**Task:**
The answer must consist of each line below that holds the word "matches", copied as it stands.
═════ Material for this exercise
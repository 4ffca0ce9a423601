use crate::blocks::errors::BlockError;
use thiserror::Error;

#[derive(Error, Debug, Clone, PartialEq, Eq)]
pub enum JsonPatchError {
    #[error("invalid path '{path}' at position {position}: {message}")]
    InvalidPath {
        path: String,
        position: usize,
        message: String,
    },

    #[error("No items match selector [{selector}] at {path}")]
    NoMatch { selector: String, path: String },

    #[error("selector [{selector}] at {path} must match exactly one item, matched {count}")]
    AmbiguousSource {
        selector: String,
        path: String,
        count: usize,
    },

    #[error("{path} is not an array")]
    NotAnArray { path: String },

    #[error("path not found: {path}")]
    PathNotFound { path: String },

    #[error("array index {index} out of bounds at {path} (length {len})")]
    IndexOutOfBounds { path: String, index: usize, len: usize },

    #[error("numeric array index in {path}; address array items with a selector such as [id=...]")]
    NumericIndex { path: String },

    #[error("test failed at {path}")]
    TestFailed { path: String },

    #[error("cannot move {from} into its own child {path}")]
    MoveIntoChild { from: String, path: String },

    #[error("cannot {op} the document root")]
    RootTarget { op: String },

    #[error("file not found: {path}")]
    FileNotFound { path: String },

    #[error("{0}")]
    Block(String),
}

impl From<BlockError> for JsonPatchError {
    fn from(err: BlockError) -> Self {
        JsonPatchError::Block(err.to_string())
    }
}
══════════
═════ Material for this exercise
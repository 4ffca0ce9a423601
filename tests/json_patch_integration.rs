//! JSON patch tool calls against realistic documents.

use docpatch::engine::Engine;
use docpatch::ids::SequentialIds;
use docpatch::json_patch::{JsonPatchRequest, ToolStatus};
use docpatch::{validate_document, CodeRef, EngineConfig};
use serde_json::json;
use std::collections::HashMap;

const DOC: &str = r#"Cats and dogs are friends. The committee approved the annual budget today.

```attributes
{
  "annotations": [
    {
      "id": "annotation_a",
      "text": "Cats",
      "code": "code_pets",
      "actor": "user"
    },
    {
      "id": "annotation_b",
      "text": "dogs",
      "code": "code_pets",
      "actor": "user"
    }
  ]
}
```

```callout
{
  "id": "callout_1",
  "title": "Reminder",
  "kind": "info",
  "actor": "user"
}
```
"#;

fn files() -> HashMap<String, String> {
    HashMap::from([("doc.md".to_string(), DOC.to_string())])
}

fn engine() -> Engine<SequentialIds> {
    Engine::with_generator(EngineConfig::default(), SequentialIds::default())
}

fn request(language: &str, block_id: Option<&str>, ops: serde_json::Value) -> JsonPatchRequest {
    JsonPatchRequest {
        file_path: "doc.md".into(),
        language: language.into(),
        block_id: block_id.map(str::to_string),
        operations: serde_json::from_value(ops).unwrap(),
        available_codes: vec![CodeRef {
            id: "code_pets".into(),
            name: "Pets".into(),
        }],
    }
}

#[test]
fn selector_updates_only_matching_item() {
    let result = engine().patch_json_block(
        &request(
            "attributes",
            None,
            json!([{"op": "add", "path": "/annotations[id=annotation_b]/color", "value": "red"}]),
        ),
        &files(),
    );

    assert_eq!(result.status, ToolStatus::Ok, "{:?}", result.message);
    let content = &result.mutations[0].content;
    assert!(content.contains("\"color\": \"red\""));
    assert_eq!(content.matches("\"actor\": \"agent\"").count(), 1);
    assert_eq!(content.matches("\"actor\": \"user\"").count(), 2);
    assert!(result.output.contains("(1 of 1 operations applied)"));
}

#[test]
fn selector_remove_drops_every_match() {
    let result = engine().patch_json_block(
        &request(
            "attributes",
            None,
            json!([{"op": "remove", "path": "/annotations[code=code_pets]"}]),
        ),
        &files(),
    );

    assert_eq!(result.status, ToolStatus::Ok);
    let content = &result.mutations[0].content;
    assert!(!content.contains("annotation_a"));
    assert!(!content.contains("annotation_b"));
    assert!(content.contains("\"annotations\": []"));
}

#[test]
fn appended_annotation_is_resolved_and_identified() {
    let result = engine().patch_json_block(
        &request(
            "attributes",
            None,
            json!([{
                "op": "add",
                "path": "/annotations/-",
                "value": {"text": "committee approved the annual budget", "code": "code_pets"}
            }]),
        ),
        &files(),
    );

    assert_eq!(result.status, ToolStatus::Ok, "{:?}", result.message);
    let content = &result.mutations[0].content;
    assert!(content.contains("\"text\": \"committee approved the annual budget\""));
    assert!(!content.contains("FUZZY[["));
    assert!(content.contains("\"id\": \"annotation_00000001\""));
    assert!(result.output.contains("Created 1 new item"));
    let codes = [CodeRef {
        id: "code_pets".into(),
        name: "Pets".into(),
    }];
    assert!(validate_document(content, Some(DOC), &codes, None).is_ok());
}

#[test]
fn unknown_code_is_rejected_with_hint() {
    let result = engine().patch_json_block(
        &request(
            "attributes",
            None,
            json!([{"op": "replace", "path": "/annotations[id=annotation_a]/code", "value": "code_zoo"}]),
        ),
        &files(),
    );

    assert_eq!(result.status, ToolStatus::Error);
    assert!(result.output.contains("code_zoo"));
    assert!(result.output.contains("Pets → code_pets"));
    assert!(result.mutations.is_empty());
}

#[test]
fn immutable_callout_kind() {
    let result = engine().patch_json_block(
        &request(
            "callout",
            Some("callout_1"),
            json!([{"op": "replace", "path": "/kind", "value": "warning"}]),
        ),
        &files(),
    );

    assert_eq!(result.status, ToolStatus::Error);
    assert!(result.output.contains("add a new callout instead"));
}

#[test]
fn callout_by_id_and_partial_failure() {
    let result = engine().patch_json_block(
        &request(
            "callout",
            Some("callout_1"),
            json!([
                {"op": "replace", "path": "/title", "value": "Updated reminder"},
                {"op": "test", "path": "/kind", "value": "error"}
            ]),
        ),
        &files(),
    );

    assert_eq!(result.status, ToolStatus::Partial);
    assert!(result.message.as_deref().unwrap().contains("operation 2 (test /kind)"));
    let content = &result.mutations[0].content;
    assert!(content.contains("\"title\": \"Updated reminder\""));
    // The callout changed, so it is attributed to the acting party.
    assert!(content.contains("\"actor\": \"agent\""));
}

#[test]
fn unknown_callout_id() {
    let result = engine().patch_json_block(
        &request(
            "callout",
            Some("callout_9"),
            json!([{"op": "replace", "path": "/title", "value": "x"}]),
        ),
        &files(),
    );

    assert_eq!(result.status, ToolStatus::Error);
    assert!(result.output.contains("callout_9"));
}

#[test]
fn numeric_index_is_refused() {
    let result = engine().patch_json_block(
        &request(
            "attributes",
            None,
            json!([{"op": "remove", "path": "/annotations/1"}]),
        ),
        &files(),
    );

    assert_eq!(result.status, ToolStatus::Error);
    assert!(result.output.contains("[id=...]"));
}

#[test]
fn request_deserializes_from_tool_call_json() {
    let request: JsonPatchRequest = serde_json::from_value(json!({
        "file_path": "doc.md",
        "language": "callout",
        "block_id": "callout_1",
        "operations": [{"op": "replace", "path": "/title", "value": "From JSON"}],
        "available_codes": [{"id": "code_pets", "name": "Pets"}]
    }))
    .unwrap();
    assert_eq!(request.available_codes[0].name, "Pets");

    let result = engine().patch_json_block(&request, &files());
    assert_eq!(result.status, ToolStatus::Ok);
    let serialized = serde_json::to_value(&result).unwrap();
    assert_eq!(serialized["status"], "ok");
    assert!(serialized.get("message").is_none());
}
══════════
**Answer section:**
    assert_eq!(content.matches("\"actor\": \"agent\"").count(), 1);
    assert_eq!(content.matches("\"actor\": \"user\"").count(), 2);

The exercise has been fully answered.